Her book was published in 2005. Since then humankind (or more correctly the American Psychiatric Association) have added a new level to this whole process of removing death and grief from normality. At the end of 2012 the fifth revision of the Diagnostic and Statistical Manual of Mental Disorders was released. The working group removed a bereavement exclusion which basically means a normal grief process is now getting stigmatized as a disorder. In the third edition that bereavement exclusion covered a period of one year, it was reduced in the fourth edition to two months. Even those sound highly questionable to me. It took months, if not years to even comprehend the full impact of losing our first son. I am not denying that the symptoms of grieving and depression sound very similar, but classifying grief as mental illness is ridiculous. It is the opposite of acknowledging that grief occurs naturally after loss and I personally would be very surprised if it did not. To me that is not an illness, it is normal.
You can read various articles about this debate:
- The New England Journal of Medicine
- The Lancet concludes “for those who are grieving, doctors would do better to offer time, compassion, remembrance, and empathy, than pills.”

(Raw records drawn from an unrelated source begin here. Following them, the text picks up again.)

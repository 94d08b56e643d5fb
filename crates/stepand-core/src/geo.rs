//! Navigation geometry on a spherical Earth
//!
//! Distance uses the haversine formula, bearing the initial great-circle
//! bearing. Both take coordinates in degrees and are pure: they are
//! re-evaluated on every location sample and never cached.

use serde::{Deserialize, Serialize};

use crate::error::{Result, StepandError};
use crate::mission::Mission;

/// Mean Earth radius in meters
pub const EARTH_RADIUS_M: f64 = 6_371_000.0;

/// Geographic coordinate in degrees
///
/// Construction validates the range, so every `Coordinate` in the system
/// is finite with latitude in `-90..=90` and longitude in `-180..=180`.
#[derive(Debug, Clone, Copy, PartialEq, Serialize, Deserialize)]
#[serde(try_from = "RawCoordinate")]
pub struct Coordinate {
    latitude: f64,
    longitude: f64,
}

#[derive(Deserialize)]
struct RawCoordinate {
    latitude: f64,
    longitude: f64,
}

impl TryFrom<RawCoordinate> for Coordinate {
    type Error = StepandError;

    fn try_from(raw: RawCoordinate) -> Result<Self> {
        Coordinate::new(raw.latitude, raw.longitude)
    }
}

impl Coordinate {
    /// Create a validated coordinate
    pub fn new(latitude: f64, longitude: f64) -> Result<Self> {
        let valid = latitude.is_finite()
            && longitude.is_finite()
            && (-90.0..=90.0).contains(&latitude)
            && (-180.0..=180.0).contains(&longitude);

        if !valid {
            return Err(StepandError::InvalidCoordinate {
                latitude,
                longitude,
            });
        }

        Ok(Self {
            latitude,
            longitude,
        })
    }

    /// Coordinate from literals known to be in range
    pub(crate) const fn from_static(latitude: f64, longitude: f64) -> Self {
        Self {
            latitude,
            longitude,
        }
    }

    /// Latitude in degrees
    pub fn latitude(&self) -> f64 {
        self.latitude
    }

    /// Longitude in degrees
    pub fn longitude(&self) -> f64 {
        self.longitude
    }

    /// Displace by fixed angular offsets
    ///
    /// Longitude wraps into `[-180, 180)`; a latitude past a pole is an error.
    pub fn offset(&self, delta_lat: f64, delta_lon: f64) -> Result<Self> {
        let latitude = self.latitude + delta_lat;
        let longitude = self.longitude + delta_lon;
        let longitude = if (-180.0..=180.0).contains(&longitude) {
            longitude
        } else {
            (longitude + 180.0).rem_euclid(360.0) - 180.0
        };
        Self::new(latitude, longitude)
    }

    /// Distance to another coordinate in meters
    pub fn distance_to(&self, other: &Coordinate) -> f64 {
        distance(self, other)
    }

    /// Initial bearing to another coordinate, `None` if they coincide
    pub fn bearing_to(&self, other: &Coordinate) -> Option<f64> {
        bearing(self, other)
    }
}

impl std::fmt::Display for Coordinate {
    fn fmt(&self, f: &mut std::fmt::Formatter<'_>) -> std::fmt::Result {
        write!(f, "({:.6}, {:.6})", self.latitude, self.longitude)
    }
}

/// A location sample from the device
#[derive(Debug, Clone, Copy, PartialEq, Serialize, Deserialize)]
#[serde(try_from = "RawUserLocation")]
pub struct UserLocation {
    /// Where the user is
    pub coordinate: Coordinate,
    /// Compass bearing the device faces, if known
    heading: Option<f64>,
}

#[derive(Deserialize)]
struct RawUserLocation {
    coordinate: Coordinate,
    heading: Option<f64>,
}

impl TryFrom<RawUserLocation> for UserLocation {
    type Error = StepandError;

    fn try_from(raw: RawUserLocation) -> Result<Self> {
        let location = UserLocation::new(raw.coordinate);
        match raw.heading {
            Some(h) => location.with_heading(h),
            None => Ok(location),
        }
    }
}

impl UserLocation {
    /// Create a location without heading
    pub fn new(coordinate: Coordinate) -> Self {
        Self {
            coordinate,
            heading: None,
        }
    }

    /// Attach a heading in degrees, `[0, 360)`
    pub fn with_heading(mut self, heading: f64) -> Result<Self> {
        if !heading.is_finite() || !(0.0..360.0).contains(&heading) {
            return Err(StepandError::InvalidHeading(heading));
        }
        self.heading = Some(heading);
        Ok(self)
    }

    /// Parse raw degrees from a sensor
    pub fn from_degrees(latitude: f64, longitude: f64, heading: Option<f64>) -> Result<Self> {
        let location = Self::new(Coordinate::new(latitude, longitude)?);
        match heading {
            Some(h) => location.with_heading(h),
            None => Ok(location),
        }
    }

    /// Device heading in degrees
    pub fn heading(&self) -> Option<f64> {
        self.heading
    }
}

/// Great-circle distance in meters (haversine)
pub fn distance(from: &Coordinate, to: &Coordinate) -> f64 {
    let lat1 = from.latitude.to_radians();
    let lat2 = to.latitude.to_radians();
    let dlat = (to.latitude - from.latitude).to_radians();
    let dlon = (to.longitude - from.longitude).to_radians();

    let a = (dlat / 2.0).sin().powi(2) + lat1.cos() * lat2.cos() * (dlon / 2.0).sin().powi(2);
    // Rounding can push `a` a hair past 1 for near-antipodal points
    let a = a.clamp(0.0, 1.0);
    let c = 2.0 * a.sqrt().atan2((1.0 - a).sqrt());

    EARTH_RADIUS_M * c
}

/// Initial bearing in degrees `[0, 360)`, clockwise from true north
///
/// Returns `None` when origin and target coincide; callers hold the
/// previous direction in that case.
pub fn bearing(from: &Coordinate, to: &Coordinate) -> Option<f64> {
    let lat1 = from.latitude.to_radians();
    let lat2 = to.latitude.to_radians();
    let dlon = (to.longitude - from.longitude).to_radians();

    let y = dlon.sin() * lat2.cos();
    let x = lat1.cos() * lat2.sin() - lat1.sin() * lat2.cos() * dlon.cos();

    if x == 0.0 && y == 0.0 {
        return None;
    }

    Some(wrap_360(y.atan2(x).to_degrees()))
}

/// Bearing relative to where the device faces, for an on-screen arrow
///
/// A missing heading counts as facing north.
pub fn relative_bearing(bearing: f64, heading: Option<f64>) -> f64 {
    bearing - heading.unwrap_or(0.0)
}

/// Normalize an angle into `[0, 360)`
pub fn wrap_360(degrees: f64) -> f64 {
    let wrapped = degrees.rem_euclid(360.0);
    // rem_euclid can return exactly 360.0 for tiny negative inputs
    if wrapped >= 360.0 {
        0.0
    } else {
        wrapped
    }
}

/// Normalize an angle into `(-180, 180]`
pub fn wrap_180(degrees: f64) -> f64 {
    let wrapped = wrap_360(degrees);
    if wrapped > 180.0 {
        wrapped - 360.0
    } else {
        wrapped
    }
}

/// Inclusive proximity test, no hysteresis
pub fn is_near(distance_m: f64, radius_m: f64) -> bool {
    distance_m <= radius_m
}

/// Navigation output for one location sample
#[derive(Debug, Clone, Copy, PartialEq, Serialize, Deserialize)]
pub struct NavigationFix {
    /// Ground distance to the target in meters
    pub distance_m: f64,
    /// Initial bearing to the target, `None` when standing on it
    pub bearing_deg: Option<f64>,
    /// Bearing minus device heading
    pub relative_bearing_deg: Option<f64>,
    /// Within the mission radius
    pub is_near: bool,
}

impl NavigationFix {
    /// Compute the fix from the user's location to a mission target
    pub fn compute(user: &UserLocation, mission: &Mission) -> Self {
        let target = mission.location();
        let distance_m = distance(&user.coordinate, &target);
        let bearing_deg = bearing(&user.coordinate, &target);

        Self {
            distance_m,
            bearing_deg,
            relative_bearing_deg: bearing_deg.map(|b| relative_bearing(b, user.heading())),
            is_near: is_near(distance_m, mission.radius_m()),
        }
    }
}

When will we stop medicalizing everything, make the normal unnormal and throw pills in that probably cause more harm than we might know of yet? I happened to watch a recorded episode of David Suzuki’s Nature of Things yesterday. The episode was called “Lights Out“. In it they investigate how the invention of the light bulb might have negatively affected the health of humans ever since. There seem to be indications that once we started to deviate from a natural pattern that was in alignment with the rising and setting of the sun, the human body has suffered because our circadian rythyms do not work the same way any more in the body. Researchers have linked it to depression, diabetes, cancer and obesity. Instead of treating normal things with medication, we might want to do more of this research and consider how we outsmarted ourselves. Maybe there are valid reasons why a normal grief process turns more often into a real depression these days because our body and mind is not able any more to naturally help us to get through a perfectly normal grief period.